(Stored dataset items)
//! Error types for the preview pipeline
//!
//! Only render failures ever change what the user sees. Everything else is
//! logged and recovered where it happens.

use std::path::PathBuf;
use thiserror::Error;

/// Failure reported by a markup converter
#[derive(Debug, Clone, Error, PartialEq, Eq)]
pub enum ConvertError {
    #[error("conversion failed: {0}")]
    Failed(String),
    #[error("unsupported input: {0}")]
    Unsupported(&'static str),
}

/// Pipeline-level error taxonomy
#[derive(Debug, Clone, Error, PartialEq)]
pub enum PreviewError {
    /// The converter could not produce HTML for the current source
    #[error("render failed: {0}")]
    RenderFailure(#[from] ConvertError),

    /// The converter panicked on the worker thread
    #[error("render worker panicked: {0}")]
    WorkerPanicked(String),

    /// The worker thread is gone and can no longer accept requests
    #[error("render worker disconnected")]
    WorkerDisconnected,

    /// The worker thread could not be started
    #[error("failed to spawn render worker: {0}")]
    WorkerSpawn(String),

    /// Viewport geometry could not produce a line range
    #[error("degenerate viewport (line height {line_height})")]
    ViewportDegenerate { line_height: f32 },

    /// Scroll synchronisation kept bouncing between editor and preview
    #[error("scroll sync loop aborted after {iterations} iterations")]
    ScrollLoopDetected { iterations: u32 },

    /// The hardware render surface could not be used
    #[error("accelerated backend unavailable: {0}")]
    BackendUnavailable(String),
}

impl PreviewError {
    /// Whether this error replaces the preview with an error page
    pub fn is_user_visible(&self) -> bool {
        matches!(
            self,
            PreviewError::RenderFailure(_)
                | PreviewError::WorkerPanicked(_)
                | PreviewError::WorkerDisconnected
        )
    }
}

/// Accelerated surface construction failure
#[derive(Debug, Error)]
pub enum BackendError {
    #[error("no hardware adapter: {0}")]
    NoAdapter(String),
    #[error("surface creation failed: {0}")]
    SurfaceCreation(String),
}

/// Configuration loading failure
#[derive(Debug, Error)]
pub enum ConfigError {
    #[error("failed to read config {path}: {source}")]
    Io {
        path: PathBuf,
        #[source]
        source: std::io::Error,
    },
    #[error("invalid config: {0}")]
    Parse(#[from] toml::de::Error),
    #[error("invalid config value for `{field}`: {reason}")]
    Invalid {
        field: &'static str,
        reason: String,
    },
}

...

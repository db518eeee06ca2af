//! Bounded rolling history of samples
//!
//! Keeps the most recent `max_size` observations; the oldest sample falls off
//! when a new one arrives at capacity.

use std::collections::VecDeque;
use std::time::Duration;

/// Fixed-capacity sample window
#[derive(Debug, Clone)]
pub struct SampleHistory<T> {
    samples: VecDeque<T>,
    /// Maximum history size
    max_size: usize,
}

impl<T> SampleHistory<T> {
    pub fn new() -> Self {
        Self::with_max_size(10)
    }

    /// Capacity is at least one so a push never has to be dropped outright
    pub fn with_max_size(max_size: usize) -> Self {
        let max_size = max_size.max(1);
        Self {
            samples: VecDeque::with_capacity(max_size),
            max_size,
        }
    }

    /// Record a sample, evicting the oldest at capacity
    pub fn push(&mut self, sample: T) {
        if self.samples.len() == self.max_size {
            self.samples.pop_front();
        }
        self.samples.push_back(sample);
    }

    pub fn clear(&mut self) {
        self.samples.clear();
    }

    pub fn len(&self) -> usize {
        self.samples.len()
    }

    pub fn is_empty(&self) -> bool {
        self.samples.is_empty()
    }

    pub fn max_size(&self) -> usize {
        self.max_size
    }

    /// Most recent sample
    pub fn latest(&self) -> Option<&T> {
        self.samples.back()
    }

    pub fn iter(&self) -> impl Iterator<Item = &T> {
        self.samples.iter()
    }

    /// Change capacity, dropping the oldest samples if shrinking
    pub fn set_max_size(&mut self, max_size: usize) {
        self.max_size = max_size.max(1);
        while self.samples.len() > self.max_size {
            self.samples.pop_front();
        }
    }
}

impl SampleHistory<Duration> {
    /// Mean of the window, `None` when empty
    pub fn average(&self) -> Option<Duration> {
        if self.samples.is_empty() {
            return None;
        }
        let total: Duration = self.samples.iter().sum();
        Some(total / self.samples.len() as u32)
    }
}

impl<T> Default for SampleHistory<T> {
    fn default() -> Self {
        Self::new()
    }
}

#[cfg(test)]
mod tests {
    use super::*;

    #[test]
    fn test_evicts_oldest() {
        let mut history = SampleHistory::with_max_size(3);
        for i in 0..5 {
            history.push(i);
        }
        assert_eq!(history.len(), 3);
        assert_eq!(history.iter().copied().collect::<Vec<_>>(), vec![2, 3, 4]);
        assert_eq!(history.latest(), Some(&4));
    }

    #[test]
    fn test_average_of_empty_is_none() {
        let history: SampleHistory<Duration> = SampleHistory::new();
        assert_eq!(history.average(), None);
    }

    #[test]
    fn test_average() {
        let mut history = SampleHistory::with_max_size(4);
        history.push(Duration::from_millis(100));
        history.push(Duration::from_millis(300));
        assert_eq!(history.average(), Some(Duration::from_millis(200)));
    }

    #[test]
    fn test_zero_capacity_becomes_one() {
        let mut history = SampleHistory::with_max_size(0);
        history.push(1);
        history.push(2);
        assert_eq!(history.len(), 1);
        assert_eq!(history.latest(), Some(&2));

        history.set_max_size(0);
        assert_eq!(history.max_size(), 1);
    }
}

---

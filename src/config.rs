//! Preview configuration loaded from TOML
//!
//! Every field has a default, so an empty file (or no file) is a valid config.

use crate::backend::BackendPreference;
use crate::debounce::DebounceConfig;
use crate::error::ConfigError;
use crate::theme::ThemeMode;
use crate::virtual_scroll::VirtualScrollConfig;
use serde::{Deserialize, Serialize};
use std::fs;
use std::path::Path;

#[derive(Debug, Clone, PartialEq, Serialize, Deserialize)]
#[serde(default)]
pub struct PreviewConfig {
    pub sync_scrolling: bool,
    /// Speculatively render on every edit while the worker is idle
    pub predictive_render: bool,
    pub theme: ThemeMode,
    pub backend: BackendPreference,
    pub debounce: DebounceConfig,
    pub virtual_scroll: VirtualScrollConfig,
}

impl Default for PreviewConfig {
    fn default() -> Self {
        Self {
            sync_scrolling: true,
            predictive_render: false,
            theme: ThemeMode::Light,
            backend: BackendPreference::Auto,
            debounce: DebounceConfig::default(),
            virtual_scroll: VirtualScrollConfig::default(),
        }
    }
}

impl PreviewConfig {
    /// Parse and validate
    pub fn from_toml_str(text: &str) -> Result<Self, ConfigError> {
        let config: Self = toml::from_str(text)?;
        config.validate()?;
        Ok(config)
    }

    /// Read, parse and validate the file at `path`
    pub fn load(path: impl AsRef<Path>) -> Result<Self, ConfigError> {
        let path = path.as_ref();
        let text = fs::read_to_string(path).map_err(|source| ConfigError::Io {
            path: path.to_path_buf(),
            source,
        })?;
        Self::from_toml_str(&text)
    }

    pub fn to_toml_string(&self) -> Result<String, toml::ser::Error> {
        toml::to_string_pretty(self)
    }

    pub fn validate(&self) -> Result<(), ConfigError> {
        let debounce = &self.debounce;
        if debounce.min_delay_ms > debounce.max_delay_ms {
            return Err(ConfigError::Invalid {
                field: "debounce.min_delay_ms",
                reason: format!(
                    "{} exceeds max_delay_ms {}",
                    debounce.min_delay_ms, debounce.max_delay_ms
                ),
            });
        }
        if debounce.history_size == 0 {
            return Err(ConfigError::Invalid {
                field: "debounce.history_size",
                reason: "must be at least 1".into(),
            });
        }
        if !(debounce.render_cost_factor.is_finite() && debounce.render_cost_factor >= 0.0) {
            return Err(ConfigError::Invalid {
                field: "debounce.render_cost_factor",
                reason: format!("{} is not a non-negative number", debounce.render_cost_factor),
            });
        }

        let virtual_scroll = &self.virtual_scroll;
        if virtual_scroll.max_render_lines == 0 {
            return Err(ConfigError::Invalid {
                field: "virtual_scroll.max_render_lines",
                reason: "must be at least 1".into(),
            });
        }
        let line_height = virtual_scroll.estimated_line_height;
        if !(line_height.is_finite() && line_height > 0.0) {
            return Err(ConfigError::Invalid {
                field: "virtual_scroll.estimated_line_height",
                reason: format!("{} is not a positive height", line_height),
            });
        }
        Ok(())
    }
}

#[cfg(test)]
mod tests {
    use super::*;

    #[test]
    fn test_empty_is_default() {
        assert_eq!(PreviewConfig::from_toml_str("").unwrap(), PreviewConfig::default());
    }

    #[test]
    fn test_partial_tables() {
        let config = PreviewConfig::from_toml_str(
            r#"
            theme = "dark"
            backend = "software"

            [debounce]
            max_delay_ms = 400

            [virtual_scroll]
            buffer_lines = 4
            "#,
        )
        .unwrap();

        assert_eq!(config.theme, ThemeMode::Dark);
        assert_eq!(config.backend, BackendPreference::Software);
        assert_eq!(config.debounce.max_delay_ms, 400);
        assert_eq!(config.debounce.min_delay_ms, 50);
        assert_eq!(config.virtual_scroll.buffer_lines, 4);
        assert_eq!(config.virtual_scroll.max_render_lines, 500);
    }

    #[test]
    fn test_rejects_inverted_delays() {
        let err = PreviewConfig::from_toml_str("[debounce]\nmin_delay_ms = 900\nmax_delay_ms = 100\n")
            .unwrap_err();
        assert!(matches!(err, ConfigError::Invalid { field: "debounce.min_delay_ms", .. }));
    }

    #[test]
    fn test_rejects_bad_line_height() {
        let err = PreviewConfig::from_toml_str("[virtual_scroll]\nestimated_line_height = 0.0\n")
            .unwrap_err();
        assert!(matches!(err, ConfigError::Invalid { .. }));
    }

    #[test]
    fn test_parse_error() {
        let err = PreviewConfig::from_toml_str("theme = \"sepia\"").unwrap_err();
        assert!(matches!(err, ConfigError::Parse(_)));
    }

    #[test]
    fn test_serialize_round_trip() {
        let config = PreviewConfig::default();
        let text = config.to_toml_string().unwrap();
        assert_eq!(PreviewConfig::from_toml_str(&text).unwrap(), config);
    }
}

Problem description
From the records above, copy out the line with "Pipeline-level error taxonomy", the line with "to spawn render", and every line between them, word for word.

Task output
/// Pipeline-level error taxonomy
#[derive(Debug, Clone, Error, PartialEq)]
pub enum PreviewError {
    /// The converter could not produce HTML for the current source
    #[error("render failed: {0}")]
    RenderFailure(#[from] ConvertError),

    /// The converter panicked on the worker thread
    #[error("render worker panicked: {0}")]
    WorkerPanicked(String),

    /// The worker thread is gone and can no longer accept requests
    #[error("render worker disconnected")]
    WorkerDisconnected,

    /// The worker thread could not be started
    #[error("failed to spawn render worker: {0}")]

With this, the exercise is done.